Open Access Opinion

Covid-19: Migrant Workers in Singapore and Humanitarian View

Irda Nalls*

MA in Applied Linguistics, Ph.D in Education and Human Development, University of Colorado, USA

Corresponding Author

Received Date:May 11, 2020;  Published Date: June 01, 2020


Singapore is one of the richest country in Asia with a GDP of S$88, 991 per capita Singstat [1]. Despite being a meritocratic country, economically driven society, a great amount of investment is also put into her gaining recognition as a beautiful garden city, densely populated with an estimate of 5, 850, 342 Singaporeans permanent residents (PR) Worldometers [2]. 97.05% of the locals are educated, marked as having received at least 10-years of compulsory bilingual education Lee [3]. In addition to being a garden city, Singapore is also known for her high rise buildings (flats and offices) to hold her dense population.

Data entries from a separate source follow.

#[cfg(test)]
mod tests {
    use super::*;
    use aeromatrix_shared::protocol::{DroneChanges, NewDrone};
    use std::time::Duration;
    use aeromatrix_shared::{Bounds, ErrorKind, Orientation, Pose, RejectReason};

    async fn fleet(max: u32, drones: &[(u32, u32, Orientation)]) -> (Arc<FleetRegistry>, FleetCoordinator) {
        let registry = Arc::new(FleetRegistry::new());
        registry.create_matrix(Bounds::new(max, max)).await;
        for &(x, y, orientation) in drones {
            registry
                .create_drone(NewDrone {
                    name: "d".into(),
                    model: "m".into(),
                    x,
                    y,
                    orientation,
                    matrix_id: 1,
                })
                .await
                .unwrap();
        }
        let coordinator = FleetCoordinator::new(registry.clone());
        (registry, coordinator)
    }

    fn seq(raw: &str) -> CommandSequence {
        CommandSequence::parse(raw).unwrap()
    }

    #[tokio::test]
    async fn test_single_updates_record() {
        let (registry, coordinator) = fleet(5, &[(0, 0, Orientation::North)]).await;

        let report = coordinator
            .execute_single(1, &seq("AARA"), &AbortSignal::new())
            .await
            .unwrap();

        let expected = Pose::new(1, 2, Orientation::East);
        assert_eq!(report.outcome, ExecutionOutcome::Completed { pose: expected });
        assert_eq!(report.drone.pose(), expected);
        assert_eq!(registry.get_drone(1).await.unwrap().pose(), expected);
    }

    #[tokio::test]
    async fn test_later_drone_sees_earlier_drone_new_position() {
        // d1 at (0,0,N), d2 at (0,1,N): d2 moves first out of d1's way
        let (_, coordinator) =
            fleet(5, &[(0, 0, Orientation::North), (0, 1, Orientation::North)]).await;

        let report = coordinator
            .execute_same_sequence_on_many(None, &[2, 1], &seq("A"), &AbortSignal::new())
            .await
            .unwrap();

        assert_eq!(
            report.outcome(2),
            Some(&ExecutionOutcome::Completed {
                pose: Pose::new(0, 2, Orientation::North)
            })
        );
        assert_eq!(
            report.outcome(1),
            Some(&ExecutionOutcome::Completed {
                pose: Pose::new(0, 1, Orientation::North)
            })
        );
    }

    #[tokio::test]
    async fn test_follower_enters_cell_vacated_by_leader() {
        // d1 at (0,1,N) leads, d2 at (0,0,N) follows into the cell d1 left
        let (_, coordinator) =
            fleet(5, &[(0, 1, Orientation::North), (0, 0, Orientation::North)]).await;

        let report = coordinator
            .execute_same_sequence_on_many(None, &[1, 2], &seq("A"), &AbortSignal::new())
            .await
            .unwrap();

        assert_eq!(
            report.outcome(1),
            Some(&ExecutionOutcome::Completed {
                pose: Pose::new(0, 2, Orientation::North)
            })
        );
        assert_eq!(
            report.outcome(2),
            Some(&ExecutionOutcome::Completed {
                pose: Pose::new(0, 1, Orientation::North)
            })
        );
        assert_eq!(report.drones.len(), 2);
    }

    #[tokio::test]
    async fn test_later_drone_sees_earlier_drone_unmoved_position() {
        // Order [d1, d2]: d1 advances into d2's still-occupied cell
        let (_, coordinator) =
            fleet(5, &[(0, 0, Orientation::North), (0, 1, Orientation::North)]).await;

        let report = coordinator
            .execute_same_sequence_on_many(None, &[1, 2], &seq("A"), &AbortSignal::new())
            .await
            .unwrap();

        assert_eq!(
            report.outcome(1),
            Some(&ExecutionOutcome::Rejected {
                failed_at: 0,
                reason: RejectReason::CollisionRisk,
                pose: Pose::new(0, 0, Orientation::North),
                blocked_by: Some(2),
            })
        );
        assert!(report.outcome(2).unwrap().is_completed());
        assert!(report.drone(1).is_none());
        assert_eq!(report.drone(2).unwrap().pose(), Pose::new(0, 2, Orientation::North));
    }

    #[tokio::test]
    async fn test_batch_rejection_does_not_stop_siblings() {
        let (_, coordinator) = fleet(
            3,
            &[(3, 0, Orientation::East), (0, 0, Orientation::North)],
        )
        .await;

        let plans = vec![
            DronePlan::new(1, seq("A")),
            DronePlan::new(2, seq("AAR")),
        ];
        let report = coordinator
            .execute_batch(None, plans, &AbortSignal::new())
            .await
            .unwrap();

        assert!(matches!(
            report.outcome(1),
            Some(ExecutionOutcome::Rejected {
                reason: RejectReason::BoundaryViolation,
                ..
            })
        ));
        assert_eq!(
            report.outcome(2),
            Some(&ExecutionOutcome::Completed {
                pose: Pose::new(0, 2, Orientation::East)
            })
        );
    }

    #[tokio::test]
    async fn test_structural_errors_move_nothing() {
        let registry = Arc::new(FleetRegistry::new());
        registry.create_matrix(Bounds::new(5, 5)).await;
        registry.create_matrix(Bounds::new(5, 5)).await;
        for matrix_id in [1, 2] {
            registry
                .create_drone(NewDrone {
                    name: "d".into(),
                    model: "m".into(),
                    x: 0,
                    y: 0,
                    orientation: Orientation::North,
                    matrix_id,
                })
                .await
                .unwrap();
        }
        let coordinator = FleetCoordinator::new(registry.clone());
        let abort = AbortSignal::new();

        let mismatch = coordinator
            .execute_same_sequence_on_many(None, &[1, 2], &seq("A"), &abort)
            .await
            .unwrap_err();
        assert_eq!(
            mismatch,
            FleetError::MatrixMismatch {
                drone_id: 2,
                expected: 1,
                actual: 2
            }
        );

        let unknown = coordinator
            .execute_same_sequence_on_many(Some(1), &[1, 99], &seq("A"), &abort)
            .await
            .unwrap_err();
        assert_eq!(unknown, FleetError::UnknownDrone(99));

        let duplicate = coordinator
            .execute_same_sequence_on_many(None, &[1, 1], &seq("A"), &abort)
            .await
            .unwrap_err();
        assert_eq!(duplicate, FleetError::DuplicateDrone(1));

        let empty = coordinator
            .execute_batch(None, vec![], &abort)
            .await
            .unwrap_err();
        assert_eq!(empty.kind(), ErrorKind::InvalidRequest);

        let wrong_matrix = coordinator
            .execute_same_sequence_on_many(Some(7), &[1], &seq("A"), &abort)
            .await
            .unwrap_err();
        assert_eq!(wrong_matrix, FleetError::UnknownMatrix(7));

        for id in [1, 2] {
            assert_eq!(
                registry.get_drone(id).await.unwrap().pose(),
                Pose::new(0, 0, Orientation::North)
            );
        }
    }

    #[tokio::test]
    async fn test_aborted_call_reports_not_attempted() {
        let (registry, coordinator) =
            fleet(5, &[(0, 0, Orientation::North), (1, 0, Orientation::North)]).await;
        let abort = AbortSignal::new();
        abort.abort();

        let report = coordinator
            .execute_same_sequence_on_many(None, &[1, 2], &seq("A"), &abort)
            .await
            .unwrap();

        assert_eq!(report.outcome(1), Some(&ExecutionOutcome::NotAttempted));
        assert_eq!(report.outcome(2), Some(&ExecutionOutcome::NotAttempted));
        assert!(report.drones.is_empty());
        assert_eq!(
            registry.get_drone(1).await.unwrap().pose(),
            Pose::new(0, 0, Orientation::North)
        );

        let single = coordinator
            .execute_single(1, &seq("A"), &abort)
            .await
            .unwrap();
        assert_eq!(single.outcome, ExecutionOutcome::NotAttempted);
    }

    #[tokio::test]
    async fn test_calls_on_one_matrix_are_serialized() {
        // Two drones racing toward the same cell from opposite sides
        let (registry, coordinator) =
            fleet(4, &[(0, 2, Orientation::East), (4, 2, Orientation::West)]).await;
        let coordinator = Arc::new(coordinator);

        let a = {
            let c = coordinator.clone();
            tokio::spawn(async move {
                let abort = AbortSignal::new();
                let result = c.execute_single(1, &seq("AA"), &abort).await;
                result
            })
        };
        let b = {
            let c = coordinator.clone();
            tokio::spawn(async move {
                let abort = AbortSignal::new();
                let result = c.execute_single(2, &seq("AA"), &abort).await;
                result
            })
        };

        let a = a.await.unwrap().unwrap();
        let b = b.await.unwrap().unwrap();

        // Exactly one drone reaches (2, 2); the other is stopped one short
        let completed = [a.outcome.is_completed(), b.outcome.is_completed()];
        assert_eq!(completed.iter().filter(|c| **c).count(), 1);

        let d1 = registry.get_drone(1).await.unwrap();
        let d2 = registry.get_drone(2).await.unwrap();
        assert_ne!((d1.x, d1.y), (d2.x, d2.y));
    }

    #[tokio::test]
    async fn test_calls_follow_drone_moved_while_waiting() {
        let (registry, coordinator) = fleet(5, &[(0, 0, Orientation::North)]).await;
        registry.create_matrix(Bounds::new(5, 5)).await;
        let coordinator = Arc::new(coordinator);

        // The move takes matrix 1, then parks on matrix 2
        let held = registry.lock(2).await.unwrap();
        let mover = {
            let registry = registry.clone();
            tokio::spawn(async move {
                let changes = DroneChanges {
                    matrix_id: Some(2),
                    ..Default::default()
                };
                registry.update_drone(1, changes).await
            })
        };
        tokio::time::sleep(Duration::from_millis(20)).await;

        // Both calls resolve matrix 1 and queue behind the move. Their
        // turns cancel out, so the order they run in does not matter.
        let single = {
            let c = coordinator.clone();
            tokio::spawn(async move {
                let abort = AbortSignal::new();
                let result = c.execute_single(1, &seq("L"), &abort).await;
                result
            })
        };
        let many = {
            let c = coordinator.clone();
            tokio::spawn(async move {
                let abort = AbortSignal::new();
                let result = c
                    .execute_same_sequence_on_many(None, &[1], &seq("R"), &abort)
                    .await;
                result
            })
        };
        tokio::time::sleep(Duration::from_millis(20)).await;
        drop(held);

        assert_eq!(mover.await.unwrap().unwrap().matrix_id, 2);

        let single = single.await.unwrap().unwrap();
        assert!(single.outcome.is_completed());
        assert_eq!(single.drone.matrix_id, 2);

        let many = many.await.unwrap().unwrap();
        assert!(many.outcome(1).unwrap().is_completed());
        assert_eq!(many.drone(1).unwrap().matrix_id, 2);

        let drone = registry.get_drone(1).await.unwrap();
        assert_eq!(drone.matrix_id, 2);
        assert_eq!(drone.pose(), Pose::new(0, 0, Orientation::North));
    }

    #[tokio::test]
    async fn test_explicit_matrix_still_reports_mismatch() {
        let (registry, coordinator) = fleet(5, &[(0, 0, Orientation::North)]).await;
        registry.create_matrix(Bounds::new(5, 5)).await;

        let err = coordinator
            .execute_same_sequence_on_many(Some(2), &[1], &seq("A"), &AbortSignal::new())
            .await
            .unwrap_err();
        assert_eq!(
            err,
            FleetError::MatrixMismatch {
                drone_id: 1,
                expected: 2,
                actual: 1
            }
        );
    }
}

While well paid local Singaporeans, and foreign workers widely referred as expatriates, stand in the frontline of projects to ensure these high rise buildings are efficiently built to deliver the government’s promise of a place to live, work, and play for all Singaporeans, let us not forget that it was, is, and will continue to be the underpaid migrant workers, mostly from third world countries like India and Bangladesh who will continue to put in their sweat and tears into actually laying the bricks one at a time, rain or shine, sickness and in health so that Singaporeans and PRs can continue to enjoy the fruit of their laborious work of art, Singapore’s beautiful high-rise buildings, including the iconic Marina Bay Sands.